You’ll typically come across four or five main speeds. 3¾ ips and 7½ ips were the speeds used for the majority of consumer market releases of commercial recordings. Most domestic machines therefore had speed settings of both 3¾ ips and 7½ ips. Some also offered a third, slower speed, 1⅞ ips. (3¾ ips was also the speed used in 8-track cartridges and 1⅞ ips in compact cassettes).
The usual professional speeds for quarter-inch tape were 30 ips and 15 ips. 7½ ips was only occasionally used in studio settings, perhaps for a quick preview or demo recording.
Most vintage commercially-released tapes were 3¾ ips or 7½ ips while all current master tape copies are 15 ips or (occasionally) above. Make sure your deck of choice offers the range of speeds you need.
Like vinyl with its RIAA curve, tape uses an equalization when it’s recorded. This needs to be undone at playback. The two most common equalizers are NAB and CCIR (the latter is also known as IEC1). Typically, Europe favoured CCIR and the USA, NAB. CCIR is the more modern of the two and is what most currently produced master tapes copies use. And yet again it’s a different story for most vintage commercial releases, which usually tend to use NAB.

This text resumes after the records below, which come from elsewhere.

//! Bond Desk - terminal client for the sovereign bond marketplace
//!
//! One-shot commands print a single view; `dashboard` runs the interactive session.

use anyhow::{anyhow, bail, Context, Result};
use clap::Parser;
use std::time::Duration;
use tracing_subscriber::{fmt, EnvFilter};

use bond_desk::adapters::cli::{
    run_dashboard, BondCmd, CliApp, Command, DashboardCmd, TradeCmd,
};
use bond_desk::adapters::terminal::{render, Palette, TerminalNotifier};
use bond_desk::adapters::MarketplaceClient;
use bond_desk::application::{RefreshOutcome, TradeOutcome, ViewController};
use bond_desk::config::{load_or_default, Config};
use bond_desk::domain::TradeDirection;
use bond_desk::ports::{ApiError, BondMarketPort};

type Desk = ViewController<MarketplaceClient, TerminalNotifier>;

#[tokio::main]
async fn main() -> Result<()> {
    // Load .env file if it exists (BOND_API_URL, BOND_USER_ADDRESS)
    dotenvy::dotenv().ok();

    let app = CliApp::parse();
    let config = load_or_default(&app.config)
        .with_context(|| format!("Failed to load configuration from {}", app.config.display()))?;
    init_logging(app.verbose, app.debug, &config.logging.level)?;

    let client = build_client(&config, app.api_url.as_deref())?;
    let user = config
        .session
        .get_user_address()
        .context("Invalid session settings")?;

    match app.command {
        Command::Bonds => bonds_command(client, user).await,
        Command::Bond(cmd) => bond_command(client, cmd).await,
        Command::Portfolio(cmd) => portfolio_command(client, cmd.user.unwrap_or(user)).await,
        Command::Stats => stats_command(client, user).await,
        Command::Trade(cmd) => {
            let user = cmd.user.clone().unwrap_or(user);
            trade_command(client, user, cmd).await
        }
        Command::Health => health_command(client).await,
        Command::Dashboard(cmd) => dashboard_command(client, user, &config, cmd).await,
    }
}

fn init_logging(verbose: bool, debug: bool, configured: &str) -> Result<()> {
    let filter = if debug {
        EnvFilter::new("debug")
    } else if verbose {
        EnvFilter::new("info")
    } else {
        EnvFilter::try_from_default_env().unwrap_or_else(|_| EnvFilter::new(configured))
    };

    // stderr keeps stdout for rendered views
    fmt().with_env_filter(filter).with_writer(std::io::stderr).init();
    Ok(())
}

fn build_client(config: &Config, api_url: Option<&str>) -> Result<MarketplaceClient> {
    let market = config.marketplace(api_url).context("Invalid marketplace settings")?;
    tracing::debug!("Marketplace API at {}", market.base_url);
    MarketplaceClient::new(market).context("Failed to create marketplace client")
}

fn desk(client: MarketplaceClient, user: String, palette: Palette) -> Desk {
    ViewController::new(client, TerminalNotifier::new(palette), user)
}

async fn bonds_command(client: MarketplaceClient, user: String) -> Result<()> {
    let base = client.base_url().to_string();
    let desk = desk(client, user, Palette::ansi());

    let (bonds, _) = tokio::join!(desk.refresh_bonds(), desk.refresh_portfolio());
    if bonds == RefreshOutcome::Failed {
        bail!("Failed to load bonds from {}", base);
    }

    let state = desk.snapshot().await;
    print!("{}", render::render_market(&state.bonds, state.portfolio.as_ref(), Palette::ansi()));
    Ok(())
}

async fn bond_command(client: MarketplaceClient, cmd: BondCmd) -> Result<()> {
    let bond = client
        .get_bond(&cmd.id)
        .await
        .map_err(|e| bond_lookup_error(&cmd.id, e))?;

    let quote = match client.get_bond_yield(&cmd.id).await {
        Ok(quote) => Some(quote),
        Err(e) => {
            tracing::warn!("No yield quote for {}: {}", cmd.id, e);
            None
        }
    };

    let today = chrono::Utc::now().date_naive();
    print!("{}", render::render_bond_detail(&bond, quote.as_ref(), today, Palette::ansi()));
    Ok(())
}

fn bond_lookup_error(id: &str, error: ApiError) -> anyhow::Error {
    if error.is_not_found() {
        return anyhow!("No bond with id '{}'. Run `bond-desk bonds` to list ids.", id);
    }
    anyhow::Error::new(error).context(format!("Failed to load bond {}", id))
}

async fn portfolio_command(client: MarketplaceClient, user: String) -> Result<()> {
    let portfolio = client
        .get_portfolio(&user)
        .await
        .with_context(|| format!("Failed to load portfolio for {}", user))?;

    println!("Portfolio {}", user);
    print!("{}", render::render_portfolio(Some(&portfolio), Palette::ansi()));
    Ok(())
}

async fn stats_command(client: MarketplaceClient, user: String) -> Result<()> {
    let desk = desk(client, user, Palette::ansi());

    let (stats, _) = tokio::join!(desk.refresh_market_stats(), desk.refresh_bonds());
    if stats == RefreshOutcome::Failed {
        bail!("Failed to load market statistics");
    }

    let state = desk.snapshot().await;
    print!(
        "{}",
        render::render_analytics(state.market_stats.as_ref(), &state.bonds, Palette::ansi())
    );
    Ok(())
}

async fn trade_command(client: MarketplaceClient, user: String, cmd: TradeCmd) -> Result<()> {
    let desk = desk(client, user, Palette::ansi());
    if desk.refresh_bonds().await == RefreshOutcome::Failed {
        bail!("Failed to load bonds; trade not sent");
    }

    let direction = if cmd.sell { TradeDirection::Sell } else { TradeDirection::Buy };
    let outcome = desk
        .quick_trade(&cmd.bond_id, &cmd.quantity, direction)
        .await
        .with_context(|| format!("Cannot trade {}", cmd.bond_id))?;

    match outcome {
        TradeOutcome::Executed(receipt) => {
            if let Some(total) = receipt.total_amount {
                println!("Total {}", bond_desk::domain::format_usd(total));
            }
            if let Some(value) = receipt.new_portfolio_value {
                println!("Portfolio value {}", bond_desk::domain::format_usd(value));
            }
            Ok(())
        }
        TradeOutcome::Rejected(_) | TradeOutcome::InvalidQuantity(_) => {
            bail!("Trade was not executed")
        }
    }
}

async fn health_command(client: MarketplaceClient) -> Result<()> {
    let message = client
        .health()
        .await
        .with_context(|| format!("Marketplace API at {} is not reachable", client.base_url()))?;
    println!("{} ({})", message, client.base_url());
    Ok(())
}

async fn dashboard_command(
    client: MarketplaceClient,
    user: String,
    config: &Config,
    cmd: DashboardCmd,
) -> Result<()> {
    let interval = cmd
        .interval
        .map(Duration::from_secs)
        .unwrap_or_else(|| config.session.poll_interval());
    if interval.is_zero() {
        bail!("--interval must be > 0");
    }

    let palette = if cmd.no_color { Palette::plain() } else { Palette::ansi() };
    run_dashboard(desk(client, user, palette), interval, palette).await
}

Most tape machines are one or the other, but some machines can be switched between the two (again, the Otari MX-5050BII is a good example). But if you find yourself with a machine that can’t, fear not since you still have options. A handful of hi-fi manufacturers are now making external tape amplifiers which, like a phono stage, allow you to upgrade an old tape deck by taking a direct feed from the tape head into a modern, high quality head amplifier. Some of these devices also add on switchable NAB/CCIR equalization. If you’re buying one, be sure to have the direct feed from the tape head fitted by a knowledgeable engineer.
Note: You can physically play NAB tapes on a CCIR-calibrated machine and vice versa, but you won’t get the optimum sound quality. A NAB tape played on a CCIR-calibrated deck will sound dull and bass heavy, while a CCIR tape played on a NAB-calibrated one will sound bright with diminished bass weight.
Most vintage commercially-released tapes use NAB equalization while the majority of current master tape copies use CCIR.
Since tape decks typically offer one or the other, you might need a switchable add-on.